3.    In respect of count 3, possession of child abuse material (CC2021/7247), the offender is sentenced to 9 months’ imprisonment (reduced from 12 months on account of his plea of guilty), to commence on 4 September 2023 and end on 3 June 2024.

4.    In respect of count 4, possession of child abuse material (CC2021/814), the offender is sentenced to 9 months’ imprisonment (reduced from 12 months on account of his plea of guilty), to commence on 4 June 2024 and end on 3 March 2025.

5.    In respect of count 5, possession of child abuse material (CC2021/7250), the offender is sentenced to 9 months’ imprisonment (reduced from 12 months on account of his plea of guilty), to commence on 4 March 2025 and end on 3 December 2025.
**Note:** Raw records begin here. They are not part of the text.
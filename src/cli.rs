// src/cli.rs
use std::{env, error::Error, path::PathBuf};

use crate::config::options::ExportFormat;
use crate::params::Params;
use crate::progress::Progress;

struct CliProgress;

impl Progress for CliProgress {
    fn begin(&mut self, total: usize) { println!("Replaying {total} snapshot(s)"); }
    fn log(&mut self, msg: &str) { println!("  {msg}"); }
    fn item_done(&mut self, index: usize, captured: usize) {
        println!("  [{}] {} contact(s) so far", index + 1, captured);
    }
}

pub fn run() -> Result<(), Box<dyn Error>> {
    let params = parse_args(env::args().skip(1))?;

    let mut progress = CliProgress;
    let summary = if params.quiet {
        crate::runner::run(&params, None)?
    } else {
        crate::runner::run(&params, Some(&mut progress as &mut dyn Progress))?
    };

    if !params.quiet {
        for line in summary.history.iter().rev() {
            println!("  > {line}");
        }
    }
    println!("Wrote {} contact(s) to {}", summary.captured, summary.export.display());
    Ok(())
}

pub fn parse_args<I: Iterator<Item = String>>(mut args: I) -> Result<Params, Box<dyn Error>> {
    let mut params = Params::new();

    while let Some(a) = args.next() {
        match a.as_str()
        {
            "-o" | "--out" => params.app.export.dir = PathBuf::from(args.next().ok_or("Missing output dir")?),
            "--stem" => params.app.export.stem = args.next().ok_or("Missing value for --stem")?,
            "--format" => {
                let v = args.next().ok_or("Missing value for --format")?;
                params.app.export.format = ExportFormat::parse(&v)
                    .ok_or_else(|| format!("Unknown format: {}", v))?;}
            "--no-headers" => params.app.export.include_headers = false,
            "--source" => params.app.capture.source = Some(args.next().ok_or("Missing value for --source")?),
            "--delay" => {
                let v: u64 = args.next().ok_or("Missing value for --delay")?.parse()?;
                params.app.capture.attach_delay_ms = v;
                params.app.capture.extract_delay_ms = v;}
            "--max-logs" => {
                let v: usize = args.next().ok_or("Missing value for --max-logs")?.parse()?;
                if v == 0 { return Err("--max-logs must be at least 1".into()); }
                params.app.capture.max_logs = v;}
            "-q" | "--quiet" => params.quiet = true,
            "-h" | "--help" => {
                eprintln!(include_str!("cli_help.txt"));
                std::process::exit(0);
            }
            s if s.starts_with('-') => return Err(format!("Unknown arg: {}", a).into()),
            _ => params.snapshots.push(PathBuf::from(a)),
        }
    }

    if params.snapshots.is_empty() {
        return Err("Specify at least one snapshot file (see --help)".into());
    }
    Ok(params)
}

#[cfg(test)]
mod tests {
    use super::*;

    fn args(v: &[&str]) -> std::vec::IntoIter<String> {
        v.iter().map(|s| s.to_string()).collect::<Vec<_>>().into_iter()
    }

    #[test]
    fn parses_options_and_positionals() {
        let p = parse_args(args(&["--format", "TSV", "--source", "search", "a.html", "-o", "exp", "b.html"])).unwrap();
        assert_eq!(p.snapshots, [PathBuf::from("a.html"), PathBuf::from("b.html")]);
        assert_eq!(p.app.export.format, ExportFormat::Tsv);
        assert_eq!(p.app.export.dir, PathBuf::from("exp"));
        assert_eq!(p.app.capture.source.as_deref(), Some("search"));
    }

    #[test]
    fn rejects_unknown_flags_and_missing_snapshots() {
        assert!(parse_args(args(&["--bogus", "a.html"])).is_err());
        assert!(parse_args(args(&["--no-headers"])).is_err());
        assert!(parse_args(args(&["--format", "json", "a.html"])).is_err());
    }
}
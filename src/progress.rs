// src/progress.rs
/// Lightweight progress reporting for replays.
/// Frontends (CLI) implement this to surface status to users.
pub trait Progress {
    /// Called at the start with the number of snapshots.
    fn begin(&mut self, _total: usize) {}

    /// Free-form status line for human eyes.
    fn log(&mut self, _msg: &str) {}

    /// One snapshot replayed; `captured` is the running record count.
    fn item_done(&mut self, _index: usize, _captured: usize) {}

    /// Called at the end, successful or not.
    fn finish(&mut self) {}
}

/// A no-op progress sink.
pub struct NullProgress;
impl Progress for NullProgress {}
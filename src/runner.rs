// src/runner.rs
//
// Offline replay: feed saved markup of the app root through a capture
// session as if the client had rendered it, then export.

use std::error::Error;
use std::fs;
use std::path::PathBuf;

use crate::capture::CaptureSession;
use crate::capture::extract::ROW;
use crate::config::consts::{APP_ROOT_ID, SCROLL_ROW_HEIGHT_PX, STORE_NAME};
use crate::core::Document;
use crate::params::Params;
use crate::progress::Progress;
use crate::store::{MemberStore, RecordSink};
use crate::ui::{ControlPanel, UiController};

pub type Session = CaptureSession<MemberStore, ControlPanel>;

/// Summary of what was produced.
pub struct RunSummary {
    pub captured: usize,
    pub export: PathBuf,
    pub history: Vec<String>,
}

/// Fresh session over an empty `#app` root, already started.
pub fn new_session(params: &Params) -> Session {
    let doc = Document::parse(&format!(r#"<div id="{APP_ROOT_ID}"></div>"#));
    let panel = ControlPanel::new(params.app.capture.max_logs, params.app.export.clone());
    let mut session = CaptureSession::new(doc, params.app.capture.clone(), MemberStore::new(STORE_NAME), panel);
    session.start();
    session
}

/// Swap the app root's content for `markup`, wait for the attach, scroll
/// through every row, and let all passes finish.
pub fn replay_snapshot<S: RecordSink, U: UiController>(
    session: &mut CaptureSession<S, U>,
    markup: &str,
) -> Result<usize, Box<dyn Error>> {
    let app = session
        .document()
        .get_element_by_id(APP_ROOT_ID)
        .ok_or("snapshot host has no #app element")?;
    session.document_mut().replace_children_html(app, markup);

    let attach_delay = session.options().attach_delay_ms;
    session.advance(attach_delay);

    let touched = scroll_rows(session);
    session.settle();
    Ok(touched)
}

/// Touch every row of the attached container the way list virtualisation
/// does on scroll. Returns how many rows were touched.
pub fn scroll_rows<S: RecordSink, U: UiController>(session: &mut CaptureSession<S, U>) -> usize {
    let Some(container) = session.attached_container() else {
        logd!("scroll: nothing attached");
        return 0;
    };
    let rows = session.document().query_selector_all(container, &ROW);
    let doc = session.document_mut();
    for (i, &row) in rows.iter().enumerate() {
        let style = format!("transform: translateY({}px);", i * SCROLL_ROW_HEIGHT_PX);
        doc.set_attribute(row, "style", &style);
    }
    rows.len()
}

/// Top-level runner: replay every snapshot, then export.
/// `progress` can be None (no UI updates) or Some(&mut impl Progress).
pub fn run(
    params: &Params,
    mut progress: Option<&mut dyn Progress>,
) -> Result<RunSummary, Box<dyn Error>> {
    if params.snapshots.is_empty() {
        return Err("No snapshots given".into());
    }
    if let Some(p) = progress.as_deref_mut() { p.begin(params.snapshots.len()); }

    let mut session = new_session(params);

    for (i, path) in params.snapshots.iter().enumerate() {
        let markup = fs::read_to_string(path)
            .map_err(|e| format!("{}: {e}", path.display()))?;
        let rows = replay_snapshot(&mut session, &markup)?;
        logf!("replayed {} ({} rows touched)", path.display(), rows);

        if let Some(p) = progress.as_deref_mut() {
            if session.attached_container().is_none() {
                p.log(&format!("{}: no results container found", path.display()));
            }
            p.item_done(i, session.sink().count());
        }
    }

    let export = session.download(&params.app.export);
    if let Some(p) = progress.as_deref_mut() { p.finish(); }
    let export = export.ok_or("Export failed (see .capture/debug.log)")?;

    let history = session.ui().history.entries().map(|e| e.label.clone()).collect();
    Ok(RunSummary { captured: session.sink().count(), export, history })
}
6.    In respect of count 6, possession of child abuse material (CC2021/7248), the offender is sentenced to 9 months’ imprisonment (reduced from 12 months on account of his plea of guilty), to commence on 4 December 2025 and end on 3 September 2026.

7.    In respect of count 7, access child abuse material (CC2021/7249) the offender is sentenced to 9 months’ imprisonment (reduced from 12 months on account of his plea of guilty), to commence on 4 June 2026 and end on 3 March 2027.

8.    In respect of count 8, possession of child abuse material (CC2021/815), the offender is sentenced to 9 months’ imprisonment (reduced from 12 months on account of his plea of guilty), to commence on 4 March 2027 and end on 3 December 2027.

9.    In respect of count 9, access child abuse material (CC2021/816), the offender is sentenced to 9 months’ imprisonment (reduced from 12 months on account of his plea of guilty), to commence on 4 September 2027 and end on 3 June 2028.

10.  The total sentence is 6 years and 3 months.

11.  The period of imprisonment is to be suspended after 24 months on condition that the offender enter into a recognizance release order in the sum of $1000 to be of good behaviour for a period of 4 years and 3 months from 4 March 2024.  In addition, the following conditions apply to the recognizance release order:

a)    The offender is subject to the supervision of a probation officer appointed by ACT Corrections.

b)    The offender must obey all reasonable directions of the probation officer.

c)    The offender must not travel interstate or overseas without the written permission of the probation officer.

d)    The offender must undertake such treatment or rehabilitation programs as the probation officer reasonably directs.

e)    The offender must report to ACT Corrections within two working days of release.

Addendum

  1. Following the making of the above orders, the Crown immediately drew attention to s 19AC(1)(b) of the Crimes Act, which provides that a recognizance release order is not available for a sentence exceeding 3 years.  Accordingly, order 11 above has been vacated and in lieu thereof, the following order is made:

11.  The non-parole period is 24 months, to commence on 4 March 2022 and end on 3 March 2024.

I certify that the preceding seventy [70] numbered paragraphs are a true copy of the Reasons for Sentence of her Honour Acting Justice McWilliam.